Start of SUPPLIED ENTRIES
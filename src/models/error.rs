//! Errors raised while turning keys into a positioned layout.

/// Terminal failure of a conversion run. No partial output is produced.
#[derive(Debug, Clone, PartialEq)]
pub enum ConvertError {
    /// Diode short name is not in the part registry
    UnknownDiode(String),
    /// Switch short name is not in the part registry
    UnknownSwitch(String),
    /// The layout contains no keys
    EmptyLayout,
    /// A key breaks row-major reading order (only checked on request)
    UnorderedInput {
        /// Zero-based index of the offending key
        index: usize,
        /// Grid position of the offending key
        position: (f64, f64),
        /// Grid position of the key before it
        previous: (f64, f64),
    },
}

impl std::fmt::Display for ConvertError {
    fn fmt(&self, f: &mut std::fmt::Formatter<'_>) -> std::fmt::Result {
        match self {
            Self::UnknownDiode(name) => write!(f, "Invalid diode specified: '{name}'"),
            Self::UnknownSwitch(name) => write!(f, "Invalid key switch specified: '{name}'"),
            Self::EmptyLayout => write!(f, "No keys on keyboard"),
            Self::UnorderedInput {
                index,
                position,
                previous,
            } => write!(
                f,
                "Key {} at ({}, {}) is out of reading order after ({}, {})",
                index, position.0, position.1, previous.0, previous.1
            ),
        }
    }
}

impl std::error::Error for ConvertError {}
//! EAGLE part registry and per-run conversion options.

use serde::{Deserialize, Serialize};

use super::error::ConvertError;

/// A short name and the EAGLE library identifier it selects.
#[derive(Debug, Clone, PartialEq, Eq, Serialize, Deserialize)]
pub struct PartEntry {
    /// Short name accepted on the command line (e.g. "tht")
    pub name: String,
    /// EAGLE library identifier (e.g. "DIODE-DO-35")
    pub part: String,
}

impl PartEntry {
    /// Creates a new registry entry.
    pub fn new(name: impl Into<String>, part: impl Into<String>) -> Self {
        Self {
            name: name.into(),
            part: part.into(),
        }
    }
}

/// Fixed lookup tables from short names to EAGLE part identifiers.
///
/// Constructed once and passed into the layout calculator, so tests can
/// build their own tables next to the built-in one.
#[derive(Debug, Clone, PartialEq, Eq, Serialize, Deserialize)]
pub struct PartRegistry {
    diodes: Vec<PartEntry>,
    switches: Vec<PartEntry>,
}

impl PartRegistry {
    /// Creates a registry from explicit diode and switch tables.
    #[must_use]
    pub const fn new(diodes: Vec<PartEntry>, switches: Vec<PartEntry>) -> Self {
        Self { diodes, switches }
    }

    /// The parts shipped with the keyboard EAGLE library.
    #[must_use]
    pub fn eagle() -> Self {
        Self::new(
            vec![
                PartEntry::new("tht", "DIODE-DO-35"),
                PartEntry::new("smd", "DIODE-SOD-123"),
            ],
            vec![
                PartEntry::new("alps", "ALPS"),
                PartEntry::new("alpsMx", "ALPSMX"),
                PartEntry::new("choc", "CHOC"),
                PartEntry::new("chocX", "CHOCX"),
                PartEntry::new("mx", "MX"),
                PartEntry::new("mxHs", "MXHS"),
                PartEntry::new("mxHsPcb", "MXHSPCB"),
            ],
        )
    }

    /// Looks up a diode part by short name.
    #[must_use]
    pub fn diode(&self, name: &str) -> Option<&str> {
        lookup(&self.diodes, name)
    }

    /// Looks up a switch mount family by short name.
    #[must_use]
    pub fn switch(&self, name: &str) -> Option<&str> {
        lookup(&self.switches, name)
    }

    /// All diode entries in registration order.
    #[must_use]
    pub fn diodes(&self) -> &[PartEntry] {
        &self.diodes
    }

    /// All switch entries in registration order.
    #[must_use]
    pub fn switches(&self) -> &[PartEntry] {
        &self.switches
    }

    /// Resolves both short names of `options`.
    pub fn resolve(&self, options: &Options) -> Result<ResolvedParts, ConvertError> {
        let diode = self
            .diode(&options.diode)
            .ok_or_else(|| ConvertError::UnknownDiode(options.diode.clone()))?;
        let switch = self
            .switch(&options.switch)
            .ok_or_else(|| ConvertError::UnknownSwitch(options.switch.clone()))?;

        Ok(ResolvedParts {
            diode: diode.to_string(),
            switch: switch.to_string(),
        })
    }
}

impl Default for PartRegistry {
    fn default() -> Self {
        Self::eagle()
    }
}

fn lookup<'a>(entries: &'a [PartEntry], name: &str) -> Option<&'a str> {
    entries
        .iter()
        .find(|entry| entry.name == name)
        .map(|entry| entry.part.as_str())
}

/// Part identifiers after registry lookup.
#[derive(Debug, Clone, PartialEq, Eq)]
pub struct ResolvedParts {
    /// EAGLE diode part
    pub diode: String,
    /// EAGLE switch mount family
    pub switch: String,
}

/// Options for one conversion run.
#[derive(Debug, Clone, PartialEq, Eq, Serialize, Deserialize)]
pub struct Options {
    /// Diode short name (registry key)
    pub diode: String,
    /// Switch mount short name (registry key)
    pub switch: String,
    /// Center multi-unit switches on the schematic grid
    pub center_switches: bool,
    /// Reject keys that are not in row-major reading order
    pub validate_order: bool,
}

impl Options {
    /// Creates options with centering and order validation disabled.
    pub fn new(diode: impl Into<String>, switch: impl Into<String>) -> Self {
        Self {
            diode: diode.into(),
            switch: switch.into(),
            center_switches: false,
            validate_order: false,
        }
    }

    /// Enables or disables schematic centering.
    #[must_use]
    pub const fn with_center_switches(mut self, center: bool) -> Self {
        self.center_switches = center;
        self
    }

    /// Enables or disables the row-major ordering check.
    #[must_use]
    pub const fn with_validate_order(mut self, validate: bool) -> Self {
        self.validate_order = validate;
        self
    }
}

impl Default for Options {
    fn default() -> Self {
        Self::new("tht", "mx")
    }
}
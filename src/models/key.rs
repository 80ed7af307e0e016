//! Key definitions as delivered by the layout deserializer.

use serde::{Deserialize, Serialize};

/// One key of a keyboard-layout-editor layout.
///
/// # Coordinate System
///
/// - `x`/`y` are grid units (1u = one standard keycap), origin top-left
/// - `y` grows downward
/// - `width`/`height` are in grid units (default 1.0)
///
/// Keys are expected in row-major reading order; the matrix row/column
/// inference depends on it.
#[derive(Debug, Clone, PartialEq, Serialize, Deserialize)]
pub struct Key {
    /// Grid X position
    pub x: f64,
    /// Grid Y position (increasing downward)
    pub y: f64,
    /// Key width in grid units
    pub width: f64,
    /// Key height in grid units
    pub height: f64,
    /// Legends in KLE slot order; the last entry is the primary legend
    #[serde(default)]
    pub labels: Vec<String>,
}

impl Key {
    /// Creates a 1u key with no legends.
    #[must_use]
    pub const fn new(x: f64, y: f64) -> Self {
        Self {
            x,
            y,
            width: 1.0,
            height: 1.0,
            labels: Vec::new(),
        }
    }

    /// Sets the key width.
    #[must_use]
    pub const fn with_width(mut self, width: f64) -> Self {
        self.width = width;
        self
    }

    /// Sets the key height.
    #[must_use]
    pub const fn with_height(mut self, height: f64) -> Self {
        self.height = height;
        self
    }

    /// Appends a legend.
    #[must_use]
    pub fn with_label(mut self, label: impl Into<String>) -> Self {
        self.labels.push(label.into());
        self
    }

    /// Returns the primary (last) legend, if it has any visible text.
    #[must_use]
    pub fn primary_label(&self) -> Option<&str> {
        self.labels
            .last()
            .map(|label| label.trim())
            .filter(|label| !label.is_empty())
    }
}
End of SUPPLIED ENTRIES
WHAT IS REQUIRED :: Answer with a single number: how many lines in the data above have the string "diodes" in them?

RESULT :: 6